Chennai, a member of 100 Resilient Cities (100RC) network of the United States based Rockefeller Foundation, appointed the city’s first Chief Resilience Officer (CRO) last year. The project aims to come up with solutions for the city to survive, adapt, and grow in the face of any stress or challenges.
The six ‘discovery areas’ highlighted in the report, submitted on Tuesday, are water systems, metro governance, civic engagement, service delivery to vulnerable and low-income groups, healthy and planned urbanisation and financing urban resilience.
Michael Berkowitz, president of 100 Resilient Cities, who was present during the submission of the report, said the first phase of the project involved a close examination of the city in collusion with various stakeholders, to identify the weak or ‘discovery’ areas, the result of which was the preliminary report. “The second phase, over the next few months, will involve a deeper inspection of the discovery areas, with working groups ideating to identify projects which will improve resilience. We are trying to start a revolution in the way cities approach their problems. There will also be an effort to integrate existing initiatives and get them to interact with each other,” he said, adding that solving the city’s water woes emerged as a key problem.
Some of the projects here include a boost in converting the concrete roof-tops of buildings into green spaces and setting up a knowledge and facilitation centre, for an in-depth understanding of the work so far. “The Dutch Water Ministry had shown interest in partnering with Chennai for water security,” added Berkowitz.
The 100RC network will help the Chennai Corporation pick up funding for identified projects and allocate resources for technical consultancy and sponsor the CRO for two years. “Cities often complain of how poor they are but there is leverage, in terms of zoning, policy or spending on operations. Chennai builds and repairs civic infrastructure – if they do it smarter, benefits can be linked. The idea is to create better cities by adding social capital to their projects,” summed up Berkowitz.

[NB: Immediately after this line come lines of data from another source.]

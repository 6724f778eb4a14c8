//! # Subjective Logic — Álgebra de Opiniões e Fusão Multi-Fonte
//!
//! Biblioteca de **Subjective Logic** (Jøsang, 2016): opiniões com incerteza
//! explícita, operadores de fusão, medidas de conflito e revisão de
//! confiança em fontes.
//!
//! ## Arquitetura
//!
//! ```text
//! ┌──────────────────────────────────────────────────────────┐
//! │  multi_source: TrustedFusion → TrustRevision → Conflict  │
//! │                                  └──────→ Fusion         │
//! ├──────────────────────────────────────────────────────────┤
//! │  core: OpinionNoBase · Opinion · Trust · TrustedOpinion  │
//! │        DirichletDistribution · SlFloat                   │
//! └──────────────────────────────────────────────────────────┘
//!   grid (mapas de ocupação)      persistence (cenários JSON)
//! ```
//!
//! Tudo abaixo de `persistence` é computação numérica pura sobre tipos-valor,
//! sem estado global.

/// Módulo `core` — tipos de opinião e o escalar numérico.
pub mod core;

/// Módulo `error` — erros de configuração ([`error::SlError`]).
pub mod error;

/// Módulo `grid` — fusão paralela de mapas de ocupação.
pub mod grid;

/// Módulo `multi_source` — fusão, conflito e revisão de confiança N-árias.
pub mod multi_source;

/// Módulo `persistence` — cenários de fusão em JSON.
pub mod persistence;
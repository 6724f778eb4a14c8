//! # Fusão Confiável — Revisão → Desconto → Fusão
//!
//! Orquestra os demais operadores multi-fonte:
//!
//! 1. para cada [`WeightedRevision`], calcula os fatores de revisão da lista
//!    inteira e acumula `Σ peso · fatorᵢ` por fonte;
//! 2. revisa a confiança de cada fonte pelo fator combinado;
//! 3. desconta cada opinião pela confiança revisada;
//! 4. funde as opiniões descontadas com o [`FusionType`] pedido.
//!
//! Uma lista vazia de revisões pula os passos 1 e 2.
//!
//! ## Exemplo
//!
//! ```rust
//! use subjective_logic::core::{Opinion, Trust, TrustedOpinion};
//! use subjective_logic::multi_source::{ConflictType, FusionType, TrustRevisionType, TrustedFusion};
//!
//! let fontes = vec![
//!     TrustedOpinion::new(Trust::new_binomial(0.8, 0.0), Opinion::new_binomial(0.9, 0.0)),
//!     TrustedOpinion::new(Trust::new_binomial(0.8, 0.0), Opinion::new_binomial(0.8, 0.1)),
//!     TrustedOpinion::new(Trust::new_binomial(0.8, 0.0), Opinion::new_binomial(0.0, 0.9)),
//! ];
//!
//! let fundida = TrustedFusion::fuse_with_revision(
//!     FusionType::Cumulative,
//!     TrustRevisionType::ReferenceFusion,
//!     ConflictType::BeliefAverage,
//!     &fontes,
//! )
//! .unwrap();
//! assert!(fundida.is_valid());
//! ```

use num_traits::Zero;
use serde::{Deserialize, Serialize};

use crate::core::{SlFloat, SubjectiveOpinion, TrustedOpinion};
use crate::error::SlError;

use super::conflict::ConflictType;
use super::fusion::{Fusion, FusionType};
use super::select;
use super::trust_revision::{TrustRevision, TrustRevisionType};

/// Uma estratégia de revisão com seu peso na combinação.
#[derive(Debug, Clone, Copy, PartialEq, Serialize, Deserialize)]
pub struct WeightedRevision {
    pub revision: TrustRevisionType,
    pub conflict: ConflictType,
    pub weight: f64,
}

impl WeightedRevision {
    pub fn new(revision: TrustRevisionType, conflict: ConflictType, weight: f64) -> Self {
        Self { revision, conflict, weight }
    }

    /// Estratégia única, com peso `1`.
    pub fn unit(revision: TrustRevisionType, conflict: ConflictType) -> Self {
        Self::new(revision, conflict, 1.0)
    }
}

/// Fusão de opiniões de fontes com confiança — struct sem estado.
pub struct TrustedFusion;

impl TrustedFusion {
    /// Fusão com revisões ponderadas, sem alterar a lista do chamador.
    ///
    /// # Erros
    ///
    /// Propaga [`SlError::NoBeliefFusionType`] de uma revisão por fusão de
    /// referência mal configurada.
    pub fn fuse_opinions<O: SubjectiveOpinion>(
        fusion_type: FusionType,
        revisions: &[WeightedRevision],
        trusted_opinions: &[TrustedOpinion<O>],
    ) -> Result<O, SlError> {
        let factors = Self::combined_factors(revisions, trusted_opinions)?;

        let discounted: Vec<O> = trusted_opinions
            .iter()
            .zip(factors)
            .map(|(top, factor)| top.revise_trust(factor).discounted_opinion())
            .collect();

        Ok(Fusion::fuse_opinions(fusion_type, &discounted))
    }

    /// Como [`TrustedFusion::fuse_opinions`], mas grava a confiança revisada
    /// em cada elemento de `trusted_opinions`.
    pub fn fuse_opinions_assign<O: SubjectiveOpinion>(
        fusion_type: FusionType,
        revisions: &[WeightedRevision],
        trusted_opinions: &mut [TrustedOpinion<O>],
    ) -> Result<O, SlError> {
        let factors = Self::combined_factors(revisions, trusted_opinions)?;

        let discounted: Vec<O> = trusted_opinions
            .iter_mut()
            .zip(factors)
            .map(|(top, factor)| {
                top.revise_trust_assign(factor);
                top.discounted_opinion()
            })
            .collect();

        Ok(Fusion::fuse_opinions(fusion_type, &discounted))
    }

    /// Fusão confiável restrita às fontes marcadas em `mask`.
    ///
    /// # Panics
    ///
    /// Se a máscara tiver tamanho diferente da lista.
    pub fn fuse_opinions_masked<O: SubjectiveOpinion>(
        fusion_type: FusionType,
        revisions: &[WeightedRevision],
        trusted_opinions: &[TrustedOpinion<O>],
        mask: &[bool],
    ) -> Result<O, SlError> {
        let selected = select(trusted_opinions, Some(mask));
        Self::fuse_opinions(fusion_type, revisions, &selected)
    }

    /// Atalho para uma única estratégia de revisão com peso `1`.
    pub fn fuse_with_revision<O: SubjectiveOpinion>(
        fusion_type: FusionType,
        revision: TrustRevisionType,
        conflict: ConflictType,
        trusted_opinions: &[TrustedOpinion<O>],
    ) -> Result<O, SlError> {
        Self::fuse_opinions(fusion_type, &[WeightedRevision::unit(revision, conflict)], trusted_opinions)
    }

    pub fn fuse_with_revision_assign<O: SubjectiveOpinion>(
        fusion_type: FusionType,
        revision: TrustRevisionType,
        conflict: ConflictType,
        trusted_opinions: &mut [TrustedOpinion<O>],
    ) -> Result<O, SlError> {
        Self::fuse_opinions_assign(fusion_type, &[WeightedRevision::unit(revision, conflict)], trusted_opinions)
    }

    /// Fusão das opiniões descontadas, sem revisão de confiança.
    pub fn fuse_without_revision<O: SubjectiveOpinion>(
        fusion_type: FusionType,
        trusted_opinions: &[TrustedOpinion<O>],
    ) -> O {
        let discounted = TrustedOpinion::extract_discounted_opinions(trusted_opinions);
        Fusion::fuse_opinions(fusion_type, &discounted)
    }

    /// `Σ peso · fatorᵢ` sobre todas as estratégias.
    fn combined_factors<O: SubjectiveOpinion>(
        revisions: &[WeightedRevision],
        trusted_opinions: &[TrustedOpinion<O>],
    ) -> Result<Vec<O::Float>, SlError> {
        let mut combined = vec![O::Float::zero(); trusted_opinions.len()];

        for revision in revisions {
            let weight = O::Float::from_f64_lossy(revision.weight);
            let factors = TrustRevision::revision_factors(revision.revision, revision.conflict, trusted_opinions)?;
            for (total, factor) in combined.iter_mut().zip(factors) {
                *total += weight * factor;
            }
        }

        Ok(combined)
    }
}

Six ‘discovery areas’ and challenges they face
- Water systems: Unavailability of infrastructure, Underinvestment
- Metro governance: Lack of customised decision-making systems
- Civic engagement: Lack of awareness among citizens, Citizen’s perception that their voice does not matter
- Service delivery to vulnerable and low-income groups: Lack of land security, Caste discrimination
- Healthy and planned urbanisation: Lack of integration between various bodies in planning, Short-term ‘quick fixes’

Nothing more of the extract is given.